━━━ PROVIDED ENTRIES ━━━

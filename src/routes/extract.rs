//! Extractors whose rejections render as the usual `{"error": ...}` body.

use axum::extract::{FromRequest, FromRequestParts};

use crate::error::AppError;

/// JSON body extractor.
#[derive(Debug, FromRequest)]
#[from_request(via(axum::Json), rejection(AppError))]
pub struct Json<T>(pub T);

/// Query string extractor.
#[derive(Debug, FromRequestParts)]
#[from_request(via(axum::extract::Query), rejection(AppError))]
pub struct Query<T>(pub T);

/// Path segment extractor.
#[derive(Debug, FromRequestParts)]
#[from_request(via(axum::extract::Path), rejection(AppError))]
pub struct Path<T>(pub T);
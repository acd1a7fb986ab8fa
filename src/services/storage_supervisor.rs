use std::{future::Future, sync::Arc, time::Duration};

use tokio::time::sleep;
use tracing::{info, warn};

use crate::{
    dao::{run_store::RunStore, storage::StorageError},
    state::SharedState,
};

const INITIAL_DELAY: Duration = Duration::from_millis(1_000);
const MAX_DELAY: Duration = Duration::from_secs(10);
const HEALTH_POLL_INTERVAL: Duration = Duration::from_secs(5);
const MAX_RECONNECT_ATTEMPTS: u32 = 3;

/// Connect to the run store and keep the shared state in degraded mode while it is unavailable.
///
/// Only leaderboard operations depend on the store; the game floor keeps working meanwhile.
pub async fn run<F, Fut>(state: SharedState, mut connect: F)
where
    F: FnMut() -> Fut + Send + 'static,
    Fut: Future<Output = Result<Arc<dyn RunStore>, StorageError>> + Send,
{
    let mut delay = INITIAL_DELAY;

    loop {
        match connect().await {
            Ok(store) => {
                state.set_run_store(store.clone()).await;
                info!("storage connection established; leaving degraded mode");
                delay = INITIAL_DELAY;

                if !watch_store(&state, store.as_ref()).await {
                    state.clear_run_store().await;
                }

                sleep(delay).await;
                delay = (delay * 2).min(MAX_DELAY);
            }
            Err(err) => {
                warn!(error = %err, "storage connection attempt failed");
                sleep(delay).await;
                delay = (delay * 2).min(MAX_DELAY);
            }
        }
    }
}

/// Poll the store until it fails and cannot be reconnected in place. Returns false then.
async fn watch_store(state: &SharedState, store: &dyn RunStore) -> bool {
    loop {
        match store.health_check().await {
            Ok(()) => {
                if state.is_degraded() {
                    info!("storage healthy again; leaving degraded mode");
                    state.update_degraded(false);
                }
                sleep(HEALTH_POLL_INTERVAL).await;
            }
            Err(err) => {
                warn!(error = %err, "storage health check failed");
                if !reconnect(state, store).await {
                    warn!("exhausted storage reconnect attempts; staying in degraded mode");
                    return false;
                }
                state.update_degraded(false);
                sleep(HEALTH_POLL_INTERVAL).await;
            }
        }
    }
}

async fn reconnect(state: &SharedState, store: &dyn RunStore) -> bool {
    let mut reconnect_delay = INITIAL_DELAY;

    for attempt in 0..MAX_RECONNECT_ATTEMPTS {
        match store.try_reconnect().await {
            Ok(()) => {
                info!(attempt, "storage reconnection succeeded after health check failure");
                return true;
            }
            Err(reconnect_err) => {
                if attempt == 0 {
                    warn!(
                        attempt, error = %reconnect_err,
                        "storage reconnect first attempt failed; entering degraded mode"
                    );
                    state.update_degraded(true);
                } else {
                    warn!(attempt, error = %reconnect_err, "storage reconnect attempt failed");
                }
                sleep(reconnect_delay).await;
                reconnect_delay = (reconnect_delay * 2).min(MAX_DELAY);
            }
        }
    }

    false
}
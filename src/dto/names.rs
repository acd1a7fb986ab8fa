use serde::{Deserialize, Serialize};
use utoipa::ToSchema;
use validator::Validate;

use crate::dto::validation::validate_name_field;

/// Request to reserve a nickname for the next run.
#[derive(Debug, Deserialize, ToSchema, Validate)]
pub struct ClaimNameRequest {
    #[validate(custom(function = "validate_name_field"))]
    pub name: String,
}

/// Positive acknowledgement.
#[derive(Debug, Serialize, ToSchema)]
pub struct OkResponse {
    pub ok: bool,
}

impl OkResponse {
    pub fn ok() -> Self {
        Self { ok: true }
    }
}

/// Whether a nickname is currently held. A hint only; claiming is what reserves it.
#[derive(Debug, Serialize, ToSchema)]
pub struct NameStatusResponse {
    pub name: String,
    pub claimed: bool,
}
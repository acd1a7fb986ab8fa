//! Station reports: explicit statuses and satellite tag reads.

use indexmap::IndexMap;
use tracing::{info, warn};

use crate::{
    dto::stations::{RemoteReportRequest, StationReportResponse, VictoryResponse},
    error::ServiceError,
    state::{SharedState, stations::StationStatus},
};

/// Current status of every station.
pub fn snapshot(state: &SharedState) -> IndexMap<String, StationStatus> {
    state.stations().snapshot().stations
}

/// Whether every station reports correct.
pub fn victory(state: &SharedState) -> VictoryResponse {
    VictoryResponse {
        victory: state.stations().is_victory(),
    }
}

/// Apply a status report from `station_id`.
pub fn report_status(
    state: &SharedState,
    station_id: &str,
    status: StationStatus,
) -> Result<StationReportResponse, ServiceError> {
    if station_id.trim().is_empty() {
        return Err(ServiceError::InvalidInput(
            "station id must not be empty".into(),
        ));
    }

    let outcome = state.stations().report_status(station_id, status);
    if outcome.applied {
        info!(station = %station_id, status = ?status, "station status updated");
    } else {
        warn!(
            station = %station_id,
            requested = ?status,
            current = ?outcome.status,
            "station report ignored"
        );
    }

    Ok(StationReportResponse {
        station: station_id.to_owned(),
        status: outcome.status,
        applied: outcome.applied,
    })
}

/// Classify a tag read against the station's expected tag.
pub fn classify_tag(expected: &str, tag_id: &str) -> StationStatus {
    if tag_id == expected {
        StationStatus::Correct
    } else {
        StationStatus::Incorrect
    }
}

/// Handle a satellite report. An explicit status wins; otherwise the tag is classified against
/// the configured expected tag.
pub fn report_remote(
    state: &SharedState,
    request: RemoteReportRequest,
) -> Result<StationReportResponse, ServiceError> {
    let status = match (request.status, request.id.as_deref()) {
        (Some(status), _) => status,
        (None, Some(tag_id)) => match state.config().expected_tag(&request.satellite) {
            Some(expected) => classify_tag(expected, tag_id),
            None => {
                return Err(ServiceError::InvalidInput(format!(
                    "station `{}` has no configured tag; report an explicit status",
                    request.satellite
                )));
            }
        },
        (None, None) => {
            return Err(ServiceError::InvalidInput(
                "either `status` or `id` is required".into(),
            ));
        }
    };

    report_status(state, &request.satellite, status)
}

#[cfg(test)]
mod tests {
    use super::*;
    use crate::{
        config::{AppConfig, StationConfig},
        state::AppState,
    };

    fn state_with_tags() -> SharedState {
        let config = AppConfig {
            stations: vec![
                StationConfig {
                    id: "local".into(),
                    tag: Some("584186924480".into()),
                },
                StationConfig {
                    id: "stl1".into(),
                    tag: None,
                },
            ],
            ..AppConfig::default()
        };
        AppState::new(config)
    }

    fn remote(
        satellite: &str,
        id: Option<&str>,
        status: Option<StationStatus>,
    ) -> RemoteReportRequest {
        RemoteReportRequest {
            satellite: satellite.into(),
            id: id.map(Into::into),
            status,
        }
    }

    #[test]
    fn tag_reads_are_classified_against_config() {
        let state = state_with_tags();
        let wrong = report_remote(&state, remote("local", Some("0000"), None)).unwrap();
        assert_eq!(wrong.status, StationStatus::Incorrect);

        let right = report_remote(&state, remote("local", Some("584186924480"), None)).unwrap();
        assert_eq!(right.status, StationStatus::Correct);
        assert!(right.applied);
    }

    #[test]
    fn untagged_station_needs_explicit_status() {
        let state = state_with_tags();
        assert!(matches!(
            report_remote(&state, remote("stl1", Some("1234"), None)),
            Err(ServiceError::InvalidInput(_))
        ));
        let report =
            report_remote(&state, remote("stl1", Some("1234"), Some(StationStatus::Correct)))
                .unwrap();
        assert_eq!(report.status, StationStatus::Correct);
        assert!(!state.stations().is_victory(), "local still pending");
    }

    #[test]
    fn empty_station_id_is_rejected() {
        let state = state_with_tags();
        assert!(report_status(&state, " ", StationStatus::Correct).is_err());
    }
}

━━━
━━━ PROVIDED ENTRIES ━━━

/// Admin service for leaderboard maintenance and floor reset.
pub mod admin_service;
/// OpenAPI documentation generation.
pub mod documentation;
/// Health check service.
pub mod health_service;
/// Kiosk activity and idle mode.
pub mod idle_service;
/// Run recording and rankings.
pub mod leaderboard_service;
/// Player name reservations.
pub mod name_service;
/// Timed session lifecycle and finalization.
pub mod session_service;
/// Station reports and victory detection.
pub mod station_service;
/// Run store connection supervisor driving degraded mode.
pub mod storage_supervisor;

━━━

*REQUIRED WORK*
Every line in the data that includes the word "info" should be counted, and only the resulting number given.

*EXERCISE OUTPUT*
6